Les Serins et le Chardonneret

Fable par Jean-Pierre Claris de Florian
Période : 18e siècle

Un amateur d’ oiseaux avoit, en grand secret,
parmi les oeufs d’ une serine
glissé l’ oeuf d’ un chardonneret.
La mere des serins, bien plus tendre que fine,
ne s’ en apperçut point, et couva comme sien
cet oeuf qui dans peu vint à bien.
Le petit étranger, sorti de sa coquille,
des deux époux trompés reçoit les tendres soins,
par eux traité ni plus ni moins
que s’ il étoit de la famille.
Couché dans le duvet, il dort le long du jour
à côté des serins dont il se croit le frere,
reçoit la béquée à son tour,
et repose la nuit sous l’ aile de la mere.
Chaque oisillon grandit, et, devenant oiseau,
d’ un brillant plumage s’ habille ;
le chardonneret seul ne devient point jonquille,
et ne s’ en croit pas moins des serins le plus beau.
Ses freres pensent tout de même :
douce erreur qui toujours fait voir l’ objet qu’ on aime
ressemblant à nous trait pour trait !
Jaloux de son bonheur, un vieux chardonneret
vient lui dire : il est temps enfin de vous connoître ;
ceux pour qui vous avez de si doux sentiments
ne sont point du tout vos parents.
C’ est d’ un chardonneret que le sort vous fit naître.

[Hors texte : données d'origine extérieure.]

//! Input validation performed before any request is built.

use std::time::Duration;

use crate::{Result, SdkError};

/// Maximum length of a cache name, in bytes.
pub const MAX_CACHE_NAME_LENGTH: usize = 255;

/// Largest item TTL whose millisecond value fits the wire field.
pub const MAX_TTL_SECONDS: u64 = u64::MAX / 1000;

/// Validate a cache name.
///
/// A valid name is non-empty, at most [`MAX_CACHE_NAME_LENGTH`] bytes of
/// printable ASCII, and has no leading or trailing whitespace.
pub fn validate_cache_name(name: &str) -> Result<()> {
    if name.is_empty() {
        return Err(SdkError::invalid_argument("Cache name must not be empty"));
    }
    if name.len() > MAX_CACHE_NAME_LENGTH {
        return Err(SdkError::invalid_argument(format!(
            "Cache name must be at most {} bytes, got {}",
            MAX_CACHE_NAME_LENGTH,
            name.len()
        )));
    }
    if !name.bytes().all(|b| b.is_ascii_graphic() || b == b' ') {
        return Err(SdkError::invalid_argument(
            "Cache name must contain only printable ASCII characters",
        ));
    }
    if name.starts_with(' ') || name.ends_with(' ') {
        return Err(SdkError::invalid_argument(
            "Cache name must not start or end with whitespace",
        ));
    }
    Ok(())
}

/// Validate an item TTL in seconds.
pub fn validate_ttl(ttl_seconds: u64) -> Result<()> {
    if ttl_seconds == 0 {
        return Err(SdkError::invalid_argument("TTL seconds must be positive"));
    }
    if ttl_seconds > MAX_TTL_SECONDS {
        return Err(SdkError::invalid_argument(format!(
            "TTL seconds must be at most {}, got {}",
            MAX_TTL_SECONDS, ttl_seconds
        )));
    }
    Ok(())
}

/// Validate the per-request deadline.
pub fn validate_request_timeout(timeout: Duration) -> Result<()> {
    if timeout.is_zero() {
        return Err(SdkError::invalid_argument("Request timeout must be positive"));
    }
    Ok(())
}

/// Validate the lifetime of a new signing key.
pub fn validate_signing_key_ttl(ttl_minutes: u32) -> Result<()> {
    if ttl_minutes == 0 {
        return Err(SdkError::invalid_argument(
            "Signing key TTL minutes must be positive",
        ));
    }
    Ok(())
}
use std::{
    net::IpAddr,
    ops::{Deref, DerefMut},
};

use rusqlite::{params, Connection, OptionalExtension};
use wgfleet_conf::KeyPair;
use wgfleet_shared::{Server, ServerContents};

use super::DatabaseRotation;
use crate::{vault::Vault, Error};

/// The coordination server row. Exactly one per datastore in the default
/// topology.
#[derive(Debug)]
pub struct DatabaseServer {
    pub inner: Server,
}

impl From<Server> for DatabaseServer {
    fn from(inner: Server) -> Self {
        Self { inner }
    }
}

impl Deref for DatabaseServer {
    type Target = Server;

    fn deref(&self) -> &Self::Target {
        &self.inner
    }
}

impl DerefMut for DatabaseServer {
    fn deref_mut(&mut self) -> &mut Self::Target {
        &mut self.inner
    }
}

impl DatabaseServer {
    /// Persists the hub. `permanent_guid` is frozen to the first public key
    /// observed here, whatever later rotations do.
    pub fn create(
        conn: &Connection,
        vault: &Vault,
        mut contents: ServerContents,
        private_key: &str,
    ) -> Result<Self, Error> {
        if contents.ipv4_cidr.is_none() && contents.ipv6_cidr.is_none() {
            return Err(Error::validation(
                "cidr",
                "the hub needs a v4 or v6 network range (or both)",
            ));
        }
        if Self::get_opt(conn)?.is_some() {
            return Err(Error::Conflict(
                "datastore already has a coordination server".to_string(),
            ));
        }
        contents.permanent_guid = contents.public_key.clone();
        log::info!("creating coordination server {}", contents.hostname);

        conn.execute(
            "INSERT INTO servers
               (hostname, endpoint, ipv4_cidr, ipv6_cidr, ipv4_addr, ipv6_addr,
                public_key, private_key, permanent_guid, listen_port, mtu, ssh_host_id)
             VALUES (?1, ?2, ?3, ?4, ?5, ?6, ?7, ?8, ?9, ?10, ?11, ?12)",
            params![
                &*contents.hostname,
                contents.endpoint.to_string(),
                contents.ipv4_cidr.map(|c| c.to_string()),
                contents.ipv6_cidr.map(|c| c.to_string()),
                contents.ipv4_addr.map(|a| a.to_string()),
                contents.ipv6_addr.map(|a| a.to_string()),
                contents.public_key,
                vault.seal(private_key)?,
                contents.permanent_guid,
                contents.listen_port,
                contents.mtu,
                contents.ssh_host_id,
            ],
        )?;
        let id = conn.last_insert_rowid();
        Ok(Server { id, contents }.into())
    }

    fn from_row(row: &rusqlite::Row) -> Result<Self, rusqlite::Error> {
        let parse_err = |_| rusqlite::Error::ExecuteReturnedResults;
        Ok(Server {
            id: row.get(0)?,
            contents: ServerContents {
                hostname: row.get::<_, String>(1)?.parse().map_err(parse_err)?,
                endpoint: row.get::<_, String>(2)?.parse().map_err(parse_err)?,
                ipv4_cidr: row
                    .get::<_, Option<String>>(3)?
                    .and_then(|s| s.parse().ok()),
                ipv6_cidr: row
                    .get::<_, Option<String>>(4)?
                    .and_then(|s| s.parse().ok()),
                ipv4_addr: row
                    .get::<_, Option<String>>(5)?
                    .and_then(|s| s.parse().ok()),
                ipv6_addr: row
                    .get::<_, Option<String>>(6)?
                    .and_then(|s| s.parse().ok()),
                public_key: row.get(7)?,
                permanent_guid: row.get(8)?,
                listen_port: row.get(9)?,
                mtu: row.get(10)?,
                ssh_host_id: row.get(11)?,
            },
        }
        .into())
    }

    const SELECT: &'static str = "SELECT id, hostname, endpoint, ipv4_cidr, ipv6_cidr,
        ipv4_addr, ipv6_addr, public_key, permanent_guid, listen_port, mtu, ssh_host_id
        FROM servers";

    pub fn get(conn: &Connection) -> Result<Self, Error> {
        Self::get_opt(conn)?.ok_or_else(|| Error::not_found("coordination server", "hub"))
    }

    pub fn get_opt(conn: &Connection) -> Result<Option<Self>, Error> {
        Ok(conn
            .query_row(
                &format!("{} ORDER BY id LIMIT 1", Self::SELECT),
                [],
                Self::from_row,
            )
            .optional()?)
    }

    pub fn update(&mut self, conn: &Connection, contents: ServerContents) -> Result<(), Error> {
        // Identity and address plan are fixed after creation; only the
        // reachable surface may change.
        let new_contents = ServerContents {
            endpoint: contents.endpoint,
            listen_port: contents.listen_port,
            mtu: contents.mtu,
            ssh_host_id: contents.ssh_host_id,
            ..self.contents.clone()
        };
        conn.execute(
            "UPDATE servers SET endpoint = ?1, listen_port = ?2, mtu = ?3, ssh_host_id = ?4
             WHERE id = ?5",
            params![
                new_contents.endpoint.to_string(),
                new_contents.listen_port,
                new_contents.mtu,
                new_contents.ssh_host_id,
                self.id,
            ],
        )?;
        self.inner.contents = new_contents;
        Ok(())
    }

    pub fn private_key(&self, conn: &Connection, vault: &Vault) -> Result<String, Error> {
        let stored: String = conn.query_row(
            "SELECT private_key FROM servers WHERE id = ?1",
            params![self.id],
            |row| row.get(0),
        )?;
        vault.unseal(&stored)
    }

    /// Installs a freshly generated key pair, recording rotation history.
    /// `permanent_guid` is untouched.
    pub fn rotate_keys(
        &mut self,
        conn: &Connection,
        vault: &Vault,
        keypair: &KeyPair,
        reason: &str,
    ) -> Result<(), Error> {
        let old_public = self.public_key.clone();
        let new_public = keypair.public.to_base64();
        conn.execute(
            "UPDATE servers SET public_key = ?1, private_key = ?2 WHERE id = ?3",
            params![new_public, vault.seal(&keypair.private.to_base64())?, self.id],
        )?;
        DatabaseRotation::record(
            conn,
            "server",
            self.id,
            &self.permanent_guid,
            &old_public,
            &new_public,
            reason,
        )?;
        self.inner.contents.public_key = new_public;
        Ok(())
    }

    /// Every VPN address currently assigned under this hub, both families.
    pub fn used_addresses(conn: &Connection) -> Result<Vec<IpAddr>, Error> {
        let mut used = Vec::new();
        for table in ["servers", "routers", "remotes", "exits"] {
            let mut stmt = conn.prepare(&format!(
                "SELECT ipv4_addr, ipv6_addr FROM {table}"
            ))?;
            let rows = stmt.query_map([], |row| {
                Ok((
                    row.get::<_, Option<String>>(0)?,
                    row.get::<_, Option<String>>(1)?,
                ))
            })?;
            for row in rows {
                let (v4, v6) = row?;
                if let Some(addr) = v4.and_then(|s| s.parse().ok()) {
                    used.push(addr);
                }
                if let Some(addr) = v6.and_then(|s| s.parse().ok()) {
                    used.push(addr);
                }
            }
        }
        Ok(used)
    }

    /// Wipes the topology: the hub row cascades to routers, remotes, exits
    /// and their ordering rows.
    pub fn delete(conn: &Connection, id: i64) -> Result<(), Error> {
        conn.execute("DELETE FROM servers WHERE id = ?1", params![id])?;
        Ok(())
    }
}
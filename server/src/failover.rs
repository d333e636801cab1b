//! Exit-node health checking and race-free failover.
//!
//! Health is a circuit breaker per exit: three consecutive failed probes
//! degrade it, five fail it, and a single success restores it (a node
//! recovers faster than it fails). All reassignment decisions run on one
//! sequential worker, each inside an IMMEDIATE transaction, so two remotes
//! sharing a failing exit always land on the same replacement. Recovery
//! never triggers automatic failback.

use std::{
    collections::HashMap,
    process::Command,
    sync::mpsc,
    thread,
    time::Duration,
};

use chrono::Utc;
use once_cell::sync::Lazy;
use regex::Regex;
use rusqlite::Connection;
use wgfleet_shared::{
    Endpoint, ExitGroupMember, ExitHealth, HealthState, SelectionStrategy,
};

use crate::{
    db::{
        self, Db, DatabaseExit, DatabaseExitGroup, DatabaseExitHealth, DatabaseFailover,
        DatabaseRemote,
    },
    journal::{Event, EventBus},
    Error,
};

/// Consecutive failures before a healthy exit is degraded.
pub const DEGRADED_AFTER: u32 = 3;
/// Consecutive failures before a degraded exit is failed.
pub const FAILED_AFTER: u32 = 5;

/// Result of probing one exit once.
#[derive(Clone, Debug, PartialEq, Eq)]
pub struct ProbeOutcome {
    pub success: bool,
    pub latency_ms: Option<u32>,
    pub reason: Option<String>,
}

impl ProbeOutcome {
    pub fn up(latency_ms: u32) -> Self {
        ProbeOutcome {
            success: true,
            latency_ms: Some(latency_ms),
            reason: None,
        }
    }

    pub fn down(reason: &str) -> Self {
        ProbeOutcome {
            success: false,
            latency_ms: None,
            reason: Some(reason.to_string()),
        }
    }
}

/// Applies one probe result to a health row. Pure; persistence is the
/// caller's business.
pub fn apply_probe(health: &mut ExitHealth, outcome: &ProbeOutcome) {
    let now = Utc::now();
    health.last_check_at = Some(now);
    if outcome.success {
        health.consecutive_successes += 1;
        health.consecutive_failures = 0;
        health.latency_ms = outcome.latency_ms;
        if let Some(ms) = outcome.latency_ms {
            health.record_latency(ms);
        }
        health.last_success_at = Some(now);
        health.failure_reason = None;
        health.state = HealthState::Healthy;
    } else {
        health.consecutive_failures += 1;
        health.consecutive_successes = 0;
        health.last_failure_at = Some(now);
        health.failure_reason = outcome.reason.clone();
        if health.consecutive_failures >= FAILED_AFTER {
            health.state = HealthState::Failed;
        } else if health.consecutive_failures >= DEGRADED_AFTER {
            health.state = HealthState::Degraded;
        }
    }
}

/// Chooses an exit for a group. Deterministic: the same members, health and
/// cursor always produce the same result.
///
/// Returns the chosen exit and the advanced round-robin cursor.
pub fn select_exit(
    strategy: SelectionStrategy,
    members: &[ExitGroupMember],
    health: &HashMap<i64, ExitHealth>,
    rr_cursor: i64,
) -> (Option<i64>, i64) {
    let eligible: Vec<&ExitGroupMember> = members
        .iter()
        .filter(|m| m.enabled)
        .filter(|m| {
            health
                .get(&m.exit_id)
                .map(|h| h.state != HealthState::Failed)
                .unwrap_or(true)
        })
        .collect();
    if eligible.is_empty() {
        return (None, rr_cursor);
    }

    match strategy {
        SelectionStrategy::Priority => {
            let chosen = eligible
                .iter()
                .min_by_key(|m| (m.static_priority + m.priority_adjustment, m.exit_id))
                .map(|m| m.exit_id);
            (chosen, rr_cursor)
        },
        SelectionStrategy::RoundRobin => {
            let mut slots = Vec::new();
            for member in &eligible {
                for _ in 0..member.weight.max(1) {
                    slots.push(member.exit_id);
                }
            }
            let index = (rr_cursor.rem_euclid(slots.len() as i64)) as usize;
            (Some(slots[index]), rr_cursor + 1)
        },
        SelectionStrategy::Latency => {
            // Median of the rolling sample window, so one fast or slow
            // outlier probe cannot flap the assignment.
            let with_latency: Vec<(&&ExitGroupMember, u32)> = eligible
                .iter()
                .filter_map(|m| {
                    health
                        .get(&m.exit_id)
                        .and_then(|h| h.median_latency())
                        .map(|latency| (m, latency))
                })
                .collect();
            if with_latency.is_empty() {
                return select_exit(SelectionStrategy::Priority, members, health, rr_cursor);
            }
            let chosen = with_latency
                .iter()
                .min_by_key(|(m, latency)| (*latency, m.exit_id))
                .map(|(m, _)| m.exit_id);
            (chosen, rr_cursor)
        },
    }
}

/// Something that can probe an exit's public endpoint.
pub trait Prober: Send {
    fn probe(&self, endpoint: &Endpoint, timeout: Duration) -> ProbeOutcome;
}

static PING_TIME: Lazy<Regex> = Lazy::new(|| Regex::new(r"time[=<]([0-9.]+)\s*ms").unwrap());

/// ICMP echo via the system `ping` binary, which carries the necessary
/// privileges on every platform we deploy to.
pub struct PingProber;

impl Prober for PingProber {
    fn probe(&self, endpoint: &Endpoint, timeout: Duration) -> ProbeOutcome {
        let host = endpoint.host().to_string().replace(['[', ']'], "");
        let timeout_secs = timeout.as_secs().max(1).to_string();
        let output = Command::new("ping")
            .args(["-c", "1", "-W", &timeout_secs, &host])
            .output();
        match output {
            Ok(output) if output.status.success() => {
                let stdout = String::from_utf8_lossy(&output.stdout);
                let latency = PING_TIME
                    .captures(&stdout)
                    .and_then(|c| c.get(1))
                    .and_then(|m| m.as_str().parse::<f64>().ok())
                    .map(|ms| ms.round() as u32)
                    .unwrap_or(0);
                ProbeOutcome::up(latency)
            },
            Ok(_) => ProbeOutcome::down("icmp echo timed out"),
            Err(e) => ProbeOutcome::down(&format!("ping invocation failed: {e}")),
        }
    }
}

/// One failover decision made for one remote.
#[derive(Clone, Debug, PartialEq, Eq)]
pub struct FailoverDecision {
    pub remote_id: i64,
    pub from_exit_id: Option<i64>,
    pub to_exit_id: Option<i64>,
    pub reason: String,
}
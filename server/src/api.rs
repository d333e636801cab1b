//! The optional read-only HTTP surface.
//!
//! `GET /status`, `GET /peers`, `GET /peers/<id>`, `GET /metrics`, and
//! `GET /stream/status` (server-sent events, 5 s cadence). Every request
//! needs a bearer token; tokens live in the datastore as salted hashes and
//! are compared in constant time. Handlers only ever open read-only
//! database connections; there is no mutating route.

use std::{
    collections::VecDeque,
    convert::TryInto,
    net::SocketAddr,
    path::PathBuf,
    time::Duration,
};

use hyper::{http, server::conn::AddrStream, Body, Method, Request, Response, StatusCode};
use rusqlite::Connection;
use serde_json::json;

use crate::{
    db::{
        self, DatabaseApiToken, DatabaseExit, DatabaseExitHealth, DatabaseRemote, DatabaseRouter,
        DatabaseServer, TokenScope,
    },
    Error,
};

/// SSE emit cadence; the contract is "at least every 5 seconds".
const STREAM_INTERVAL: Duration = Duration::from_secs(5);

#[derive(Clone)]
pub struct ApiContext {
    pub database_path: PathBuf,
}

impl ApiContext {
    fn read_conn(&self) -> Result<Connection, Error> {
        db::open_read_only(&self.database_path)
    }
}

pub async fn serve(context: ApiContext, listen: SocketAddr) -> Result<(), Error> {
    let make_svc = hyper::service::make_service_fn(move |socket: &AddrStream| {
        let remote_addr = socket.remote_addr();
        let context = context.clone();
        async move {
            Ok::<_, http::Error>(hyper::service::service_fn(move |req: Request<Body>| {
                log::debug!("{} - {} {}", &remote_addr, req.method(), req.uri());
                hyper_service(req, context.clone())
            }))
        }
    });

    log::info!("read-only API listening on {listen}");
    hyper::Server::try_bind(&listen)
        .map_err(|e| Error::Network(e.to_string()))?
        .serve(make_svc)
        .await
        .map_err(|e| Error::Network(e.to_string()))
}

async fn hyper_service(
    req: Request<Body>,
    context: ApiContext,
) -> Result<Response<Body>, http::Error> {
    let components: VecDeque<_> = req
        .uri()
        .path()
        .trim_start_matches('/')
        .split('/')
        .map(String::from)
        .collect();

    routes(req, context, components).or_else(TryInto::try_into)
}

struct ApiError {
    status: StatusCode,
    message: String,
}

impl From<Error> for ApiError {
    fn from(e: Error) -> Self {
        let status = match &e {
            Error::NotFound { .. } => StatusCode::NOT_FOUND,
            Error::Auth(_) => StatusCode::UNAUTHORIZED,
            Error::Validation { .. } => StatusCode::BAD_REQUEST,
            _ => StatusCode::INTERNAL_SERVER_ERROR,
        };
        ApiError {
            status,
            message: e.to_string(),
        }
    }
}

impl TryFrom<ApiError> for Response<Body> {
    type Error = http::Error;

    fn try_from(e: ApiError) -> Result<Self, http::Error> {
        Response::builder()
            .status(e.status)
            .header("Content-Type", "application/json")
            .body(Body::from(
                json!({ "error": e.message }).to_string(),
            ))
    }
}

fn authorize(req: &Request<Body>, conn: &Connection) -> Result<TokenScope, ApiError> {
    let token = req
        .headers()
        .get("Authorization")
        .and_then(|v| v.to_str().ok())
        .and_then(|v| v.strip_prefix("Bearer "))
        .ok_or_else(|| ApiError::from(Error::Auth("missing bearer token".to_string())))?;
    DatabaseApiToken::verify(conn, token)
        .map_err(ApiError::from)?
        .ok_or_else(|| ApiError::from(Error::Auth("unknown token".to_string())))
}

fn routes(
    req: Request<Body>,
    context: ApiContext,
    mut components: VecDeque<String>,
) -> Result<Response<Body>, ApiError> {
    if req.method() != Method::GET {
        return Err(ApiError {
            status: StatusCode::METHOD_NOT_ALLOWED,
            message: "this surface is read-only".to_string(),
        });
    }
    let conn = context.read_conn()?;
    // Every scope may read; the scope ladder matters only to mutating
    // surfaces layered on top of this one.
    let _scope = authorize(&req, &conn)?;

    match components.pop_front().as_deref() {
        Some("status") => json_response(status_body(&conn)?),
        Some("metrics") => text_response(metrics_body(&conn)?),
        Some("peers") => match components.pop_front() {
            None => json_response(peers_body(&conn)?),
            Some(id) => {
                let id: i64 = id.parse().map_err(|_| {
                    ApiError::from(Error::validation("id", "peer ids are integers"))
                })?;
                json_response(peer_body(&conn, id)?)
            },
        },
        Some("stream") if components.pop_front().as_deref() == Some("status") => {
            Ok(stream_status(context))
        },
        _ => Err(ApiError::from(Error::not_found("route", "unknown"))),
    }
}

fn json_response(value: serde_json::Value) -> Result<Response<Body>, ApiError> {
    Response::builder()
        .header("Content-Type", "application/json")
        .body(Body::from(value.to_string()))
        .map_err(|e| ApiError {
            status: StatusCode::INTERNAL_SERVER_ERROR,
            message: e.to_string(),
        })
}

fn text_response(text: String) -> Result<Response<Body>, ApiError> {
    Response::builder()
        .header("Content-Type", "text/plain; version=0.0.4")
        .body(Body::from(text))
        .map_err(|e| ApiError {
            status: StatusCode::INTERNAL_SERVER_ERROR,
            message: e.to_string(),
        })
}

fn status_body(conn: &Connection) -> Result<serde_json::Value, Error> {
    let server = DatabaseServer::get_opt(conn)?;
    let routers = DatabaseRouter::list(conn)?;
    let remotes = DatabaseRemote::list(conn)?;
    let exits = DatabaseExit::list(conn)?;
    let health = DatabaseExitHealth::list(conn)?;
    Ok(json!({
        "hub": server.as_ref().map(|s| json!({
            "hostname": &*s.hostname,
            "endpoint": s.endpoint.to_string(),
        })),
        "routers": routers.len(),
        "remotes": remotes.len(),
        "exits": exits.iter().map(|e| {
            let state = health
                .iter()
                .find(|h| h.exit_id == e.id)
                .map(|h| h.state.as_str())
                .unwrap_or("healthy");
            json!({ "hostname": &*e.hostname, "state": state })
        }).collect::<Vec<_>>(),
    }))
}

fn peers_body(conn: &Connection) -> Result<serde_json::Value, Error> {
    let routers = DatabaseRouter::list(conn)?;
    let remotes = DatabaseRemote::list(conn)?;
    let exits = DatabaseExit::list(conn)?;
    Ok(json!({
        "routers": routers.iter().map(|r| json!({
            "id": r.id,
            "hostname": &*r.hostname,
            "public_key": r.public_key,
            "lans": r.lans.iter().map(|l| l.to_string()).collect::<Vec<_>>(),
        })).collect::<Vec<_>>(),
        "remotes": remotes.iter().map(|r| json!({
            "id": r.id,
            "hostname": &*r.hostname,
            "public_key": r.public_key,
            "access_level": r.access_level.as_str(),
        })).collect::<Vec<_>>(),
        "exits": exits.iter().map(|e| json!({
            "id": e.id,
            "hostname": &*e.hostname,
            "public_key": e.public_key,
        })).collect::<Vec<_>>(),
    }))
}

fn peer_body(conn: &Connection, id: i64) -> Result<serde_json::Value, Error> {
    let remote = DatabaseRemote::get(conn, id)?;
    Ok(json!({
        "id": remote.id,
        "hostname": &*remote.hostname,
        "public_key": remote.public_key,
        "permanent_guid": remote.permanent_guid,
        "access_level": remote.access_level.as_str(),
        "ipv4": remote.ipv4_addr.map(|a| a.to_string()),
        "ipv6": remote.ipv6_addr.map(|a| a.to_string()),
        "active_exit_id": remote.active_exit_id,
        "last_rotated_at": remote.last_rotated_at.map(|t| t.to_rfc3339()),
    }))
}

fn metrics_body(conn: &Connection) -> Result<String, Error> {
    let routers = DatabaseRouter::list(conn)?.len();
    let remotes = DatabaseRemote::list(conn)?.len();
    let exits = DatabaseExitHealth::list(conn)?;
    let mut out = String::new();
    out.push_str("# TYPE wgfleet_peers gauge\n");
    out.push_str(&format!("wgfleet_peers{{kind=\"router\"}} {routers}\n"));
    out.push_str(&format!("wgfleet_peers{{kind=\"remote\"}} {remotes}\n"));
    out.push_str("# TYPE wgfleet_exit_healthy gauge\n");
    for health in exits {
        let healthy = matches!(health.state, wgfleet_shared::HealthState::Healthy) as u8;
        out.push_str(&format!(
            "wgfleet_exit_healthy{{exit_id=\"{}\"}} {healthy}\n",
            health.exit_id
        ));
    }
    Ok(out)
}

/// Server-sent events: a fresh status body every tick until the client
/// hangs up.
fn stream_status(context: ApiContext) -> Response<Body> {
    let (mut sender, body) = Body::channel();
    tokio::spawn(async move {
        let mut interval = tokio::time::interval(STREAM_INTERVAL);
        loop {
            interval.tick().await;
            let payload = match context
                .read_conn()
                .and_then(|conn| status_body(&conn))
            {
                Ok(status) => format!("data: {status}\n\n"),
                Err(e) => format!("event: error\ndata: {{\"error\":\"{e}\"}}\n\n"),
            };
            if sender.send_data(payload.into()).await.is_err() {
                break;
            }
        }
    });
    Response::builder()
        .header("Content-Type", "text/event-stream")
        .header("Cache-Control", "no-cache")
        .body(body)
        .unwrap_or_else(|_| Response::new(Body::empty()))
}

Vous ne fûtes jamais serin : regardez-vous,
vous avez le corps fauve et la tête écarlate,
le bec… oui, dit l’ oiseau, j’ ai ce qu’ il vous plaira,
mais je n’ ai point une ame ingrate,
et mon coeur toujours chérira
ceux qui soignerent mon enfance.
Si mon plumage au leur ne ressemble pas bien,
j’ en suis fâché, mais leur coeur et le mien
ont une grande ressemblance.
Vous prétendez prouver que je ne leur suis rien,
leurs soins me prouvent le contraire.
Rien n’ est vrai comme ce qu’ on sent.
Pour un oiseau reconnoissant
un bienfaiteur est plus qu’ un pere.